- [Records for the exercise]
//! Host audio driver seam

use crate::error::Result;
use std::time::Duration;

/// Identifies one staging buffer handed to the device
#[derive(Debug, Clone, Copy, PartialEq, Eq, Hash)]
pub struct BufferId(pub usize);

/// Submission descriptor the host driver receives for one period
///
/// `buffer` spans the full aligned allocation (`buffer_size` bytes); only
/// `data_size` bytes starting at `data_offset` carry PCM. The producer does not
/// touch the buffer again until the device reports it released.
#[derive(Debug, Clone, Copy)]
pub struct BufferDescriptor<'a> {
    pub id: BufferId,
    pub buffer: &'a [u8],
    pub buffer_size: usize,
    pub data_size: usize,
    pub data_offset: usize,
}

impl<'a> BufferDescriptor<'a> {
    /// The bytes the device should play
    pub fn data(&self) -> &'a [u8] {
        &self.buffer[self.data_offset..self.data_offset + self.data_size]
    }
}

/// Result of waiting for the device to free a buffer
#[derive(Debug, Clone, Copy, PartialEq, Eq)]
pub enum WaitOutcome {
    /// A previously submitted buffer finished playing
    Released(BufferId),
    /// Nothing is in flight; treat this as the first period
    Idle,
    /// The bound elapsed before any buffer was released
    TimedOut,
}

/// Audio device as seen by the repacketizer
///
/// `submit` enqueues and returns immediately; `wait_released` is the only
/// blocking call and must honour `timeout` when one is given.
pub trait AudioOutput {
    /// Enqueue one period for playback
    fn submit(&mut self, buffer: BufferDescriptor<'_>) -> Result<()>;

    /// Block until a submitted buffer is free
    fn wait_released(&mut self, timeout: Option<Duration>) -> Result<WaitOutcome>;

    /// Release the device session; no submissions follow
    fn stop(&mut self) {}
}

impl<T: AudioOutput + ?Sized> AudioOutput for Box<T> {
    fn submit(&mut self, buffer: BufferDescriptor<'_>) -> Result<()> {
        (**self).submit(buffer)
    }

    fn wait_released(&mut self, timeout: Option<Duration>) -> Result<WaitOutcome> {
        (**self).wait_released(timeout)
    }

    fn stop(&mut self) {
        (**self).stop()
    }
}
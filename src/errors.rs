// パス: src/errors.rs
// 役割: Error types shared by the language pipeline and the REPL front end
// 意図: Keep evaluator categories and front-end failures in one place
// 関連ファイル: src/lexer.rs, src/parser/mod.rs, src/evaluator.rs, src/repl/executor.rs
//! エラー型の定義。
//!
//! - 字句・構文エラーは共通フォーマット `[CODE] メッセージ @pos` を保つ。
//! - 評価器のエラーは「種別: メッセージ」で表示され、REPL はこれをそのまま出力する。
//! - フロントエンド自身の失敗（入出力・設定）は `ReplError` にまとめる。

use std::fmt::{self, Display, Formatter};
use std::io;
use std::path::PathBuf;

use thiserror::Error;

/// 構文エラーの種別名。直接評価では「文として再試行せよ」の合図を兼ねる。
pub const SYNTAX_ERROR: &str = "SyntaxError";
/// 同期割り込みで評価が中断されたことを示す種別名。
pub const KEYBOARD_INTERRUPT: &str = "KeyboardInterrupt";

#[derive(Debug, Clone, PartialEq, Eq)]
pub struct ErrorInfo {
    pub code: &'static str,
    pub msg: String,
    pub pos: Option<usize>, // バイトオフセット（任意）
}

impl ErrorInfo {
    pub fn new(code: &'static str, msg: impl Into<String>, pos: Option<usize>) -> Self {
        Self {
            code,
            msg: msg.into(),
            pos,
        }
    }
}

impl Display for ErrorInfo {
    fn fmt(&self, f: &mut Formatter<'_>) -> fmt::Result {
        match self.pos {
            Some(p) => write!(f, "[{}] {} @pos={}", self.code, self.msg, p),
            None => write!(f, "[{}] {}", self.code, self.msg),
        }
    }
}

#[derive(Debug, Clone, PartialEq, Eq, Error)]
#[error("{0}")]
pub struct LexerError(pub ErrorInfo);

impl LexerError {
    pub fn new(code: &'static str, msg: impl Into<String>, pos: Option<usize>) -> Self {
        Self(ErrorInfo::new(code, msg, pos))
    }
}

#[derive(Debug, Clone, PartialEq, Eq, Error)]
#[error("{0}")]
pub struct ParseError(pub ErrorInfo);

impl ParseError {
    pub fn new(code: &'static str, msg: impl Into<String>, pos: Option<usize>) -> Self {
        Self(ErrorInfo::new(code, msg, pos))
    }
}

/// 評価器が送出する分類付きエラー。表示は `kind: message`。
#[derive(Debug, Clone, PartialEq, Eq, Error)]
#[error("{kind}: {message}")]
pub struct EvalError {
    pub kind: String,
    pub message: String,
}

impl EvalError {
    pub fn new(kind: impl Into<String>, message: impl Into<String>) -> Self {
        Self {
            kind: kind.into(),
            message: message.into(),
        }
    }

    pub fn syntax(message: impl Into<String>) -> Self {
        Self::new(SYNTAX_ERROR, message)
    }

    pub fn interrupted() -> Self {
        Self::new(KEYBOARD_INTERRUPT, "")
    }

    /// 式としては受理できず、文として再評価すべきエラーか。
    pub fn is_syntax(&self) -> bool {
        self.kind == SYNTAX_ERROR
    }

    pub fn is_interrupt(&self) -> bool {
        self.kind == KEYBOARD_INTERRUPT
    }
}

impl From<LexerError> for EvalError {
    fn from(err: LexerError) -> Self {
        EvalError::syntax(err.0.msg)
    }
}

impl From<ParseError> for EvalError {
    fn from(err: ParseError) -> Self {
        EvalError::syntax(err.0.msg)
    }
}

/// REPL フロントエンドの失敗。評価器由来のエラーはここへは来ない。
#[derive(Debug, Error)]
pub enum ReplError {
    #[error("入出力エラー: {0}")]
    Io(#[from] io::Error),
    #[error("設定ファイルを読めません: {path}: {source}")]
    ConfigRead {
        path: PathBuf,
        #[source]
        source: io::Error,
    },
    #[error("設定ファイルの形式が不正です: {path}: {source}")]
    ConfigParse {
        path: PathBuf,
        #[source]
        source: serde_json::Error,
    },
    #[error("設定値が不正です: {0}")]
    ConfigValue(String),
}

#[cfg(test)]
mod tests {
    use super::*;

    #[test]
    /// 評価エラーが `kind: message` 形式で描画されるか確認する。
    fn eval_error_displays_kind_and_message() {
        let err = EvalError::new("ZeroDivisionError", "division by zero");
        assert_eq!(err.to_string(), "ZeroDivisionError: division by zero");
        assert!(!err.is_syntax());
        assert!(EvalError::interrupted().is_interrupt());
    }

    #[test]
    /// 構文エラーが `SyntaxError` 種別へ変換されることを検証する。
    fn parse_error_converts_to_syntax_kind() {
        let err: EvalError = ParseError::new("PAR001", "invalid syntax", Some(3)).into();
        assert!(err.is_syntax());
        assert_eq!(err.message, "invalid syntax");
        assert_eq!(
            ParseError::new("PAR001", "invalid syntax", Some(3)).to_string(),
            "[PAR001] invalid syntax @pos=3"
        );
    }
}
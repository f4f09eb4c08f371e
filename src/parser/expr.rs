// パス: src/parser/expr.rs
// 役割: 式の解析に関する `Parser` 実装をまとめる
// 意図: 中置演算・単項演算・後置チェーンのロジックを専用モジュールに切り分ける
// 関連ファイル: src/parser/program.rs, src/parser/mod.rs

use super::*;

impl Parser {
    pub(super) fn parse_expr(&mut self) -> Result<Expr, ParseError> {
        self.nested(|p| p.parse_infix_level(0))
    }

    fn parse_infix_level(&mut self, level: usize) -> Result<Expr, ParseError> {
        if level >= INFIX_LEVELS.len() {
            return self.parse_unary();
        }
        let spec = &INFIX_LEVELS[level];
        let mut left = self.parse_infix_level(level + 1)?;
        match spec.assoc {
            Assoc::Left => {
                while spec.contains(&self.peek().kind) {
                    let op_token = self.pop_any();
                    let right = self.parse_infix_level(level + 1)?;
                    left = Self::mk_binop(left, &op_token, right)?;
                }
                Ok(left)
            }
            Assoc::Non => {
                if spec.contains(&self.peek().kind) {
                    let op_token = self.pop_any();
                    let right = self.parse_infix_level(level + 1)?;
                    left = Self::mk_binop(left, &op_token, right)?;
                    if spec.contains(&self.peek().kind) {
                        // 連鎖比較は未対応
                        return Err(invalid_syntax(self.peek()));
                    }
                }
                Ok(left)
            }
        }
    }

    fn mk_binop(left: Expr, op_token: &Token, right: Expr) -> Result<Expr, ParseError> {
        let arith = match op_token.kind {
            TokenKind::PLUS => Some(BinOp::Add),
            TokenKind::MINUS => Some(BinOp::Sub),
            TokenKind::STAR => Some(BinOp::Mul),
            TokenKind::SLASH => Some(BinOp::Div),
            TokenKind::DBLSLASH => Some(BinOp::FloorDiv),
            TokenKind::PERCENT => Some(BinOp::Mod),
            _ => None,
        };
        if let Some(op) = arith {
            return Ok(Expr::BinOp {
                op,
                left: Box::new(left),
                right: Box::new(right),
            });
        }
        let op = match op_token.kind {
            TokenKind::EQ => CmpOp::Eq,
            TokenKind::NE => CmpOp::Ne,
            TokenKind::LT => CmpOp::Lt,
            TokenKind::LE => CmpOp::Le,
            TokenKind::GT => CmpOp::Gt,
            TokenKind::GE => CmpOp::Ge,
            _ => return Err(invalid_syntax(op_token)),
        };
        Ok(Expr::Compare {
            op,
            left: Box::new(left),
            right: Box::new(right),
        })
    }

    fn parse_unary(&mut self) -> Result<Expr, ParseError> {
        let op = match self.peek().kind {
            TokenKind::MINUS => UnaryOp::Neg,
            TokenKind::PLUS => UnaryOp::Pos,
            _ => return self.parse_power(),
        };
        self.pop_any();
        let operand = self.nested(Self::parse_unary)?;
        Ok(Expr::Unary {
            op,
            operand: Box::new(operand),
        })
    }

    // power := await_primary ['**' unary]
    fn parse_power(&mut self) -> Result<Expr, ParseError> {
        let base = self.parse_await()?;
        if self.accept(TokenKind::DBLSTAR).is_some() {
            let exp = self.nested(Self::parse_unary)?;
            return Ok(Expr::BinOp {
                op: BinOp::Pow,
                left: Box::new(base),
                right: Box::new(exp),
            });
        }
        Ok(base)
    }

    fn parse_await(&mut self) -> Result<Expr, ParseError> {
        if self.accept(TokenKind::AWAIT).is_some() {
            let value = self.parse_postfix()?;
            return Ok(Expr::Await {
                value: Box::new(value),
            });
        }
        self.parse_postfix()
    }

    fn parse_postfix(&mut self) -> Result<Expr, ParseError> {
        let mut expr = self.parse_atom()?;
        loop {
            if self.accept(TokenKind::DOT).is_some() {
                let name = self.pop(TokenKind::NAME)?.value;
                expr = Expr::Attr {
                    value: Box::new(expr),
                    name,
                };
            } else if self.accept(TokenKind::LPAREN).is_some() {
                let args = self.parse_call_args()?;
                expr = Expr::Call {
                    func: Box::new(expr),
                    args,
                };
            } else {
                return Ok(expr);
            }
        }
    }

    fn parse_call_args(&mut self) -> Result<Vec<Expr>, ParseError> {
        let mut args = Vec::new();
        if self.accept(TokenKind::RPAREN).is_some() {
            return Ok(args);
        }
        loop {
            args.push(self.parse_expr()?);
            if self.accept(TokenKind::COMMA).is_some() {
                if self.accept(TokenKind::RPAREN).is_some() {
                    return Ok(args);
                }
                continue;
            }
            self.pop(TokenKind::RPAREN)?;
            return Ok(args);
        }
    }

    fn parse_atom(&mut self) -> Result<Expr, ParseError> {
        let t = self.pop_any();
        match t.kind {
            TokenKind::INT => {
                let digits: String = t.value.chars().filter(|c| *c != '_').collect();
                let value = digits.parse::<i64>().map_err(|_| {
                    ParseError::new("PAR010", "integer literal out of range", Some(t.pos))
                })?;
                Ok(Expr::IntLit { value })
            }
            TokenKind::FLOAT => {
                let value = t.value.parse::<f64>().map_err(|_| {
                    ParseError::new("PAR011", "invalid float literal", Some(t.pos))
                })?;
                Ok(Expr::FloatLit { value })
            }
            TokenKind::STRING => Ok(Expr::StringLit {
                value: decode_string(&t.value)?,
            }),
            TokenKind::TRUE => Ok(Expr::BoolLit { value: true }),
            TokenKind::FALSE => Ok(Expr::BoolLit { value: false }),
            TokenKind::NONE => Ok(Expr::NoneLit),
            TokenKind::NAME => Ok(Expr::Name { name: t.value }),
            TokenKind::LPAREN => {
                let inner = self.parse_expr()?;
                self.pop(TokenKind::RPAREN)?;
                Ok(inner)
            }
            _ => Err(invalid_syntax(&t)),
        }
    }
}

- [Required action]
Each line above with the word "Clone" must be returned.

- [Solution to this task]
#[derive(Debug, Clone, Copy, PartialEq, Eq, Hash)]
#[derive(Debug, Clone, Copy)]
#[derive(Debug, Clone, Copy, PartialEq, Eq)]
#[derive(Debug, Clone, PartialEq, Eq)]
#[derive(Debug, Clone, PartialEq, Eq, Error)]
#[derive(Debug, Clone, PartialEq, Eq, Error)]
#[derive(Debug, Clone, PartialEq, Eq, Error)]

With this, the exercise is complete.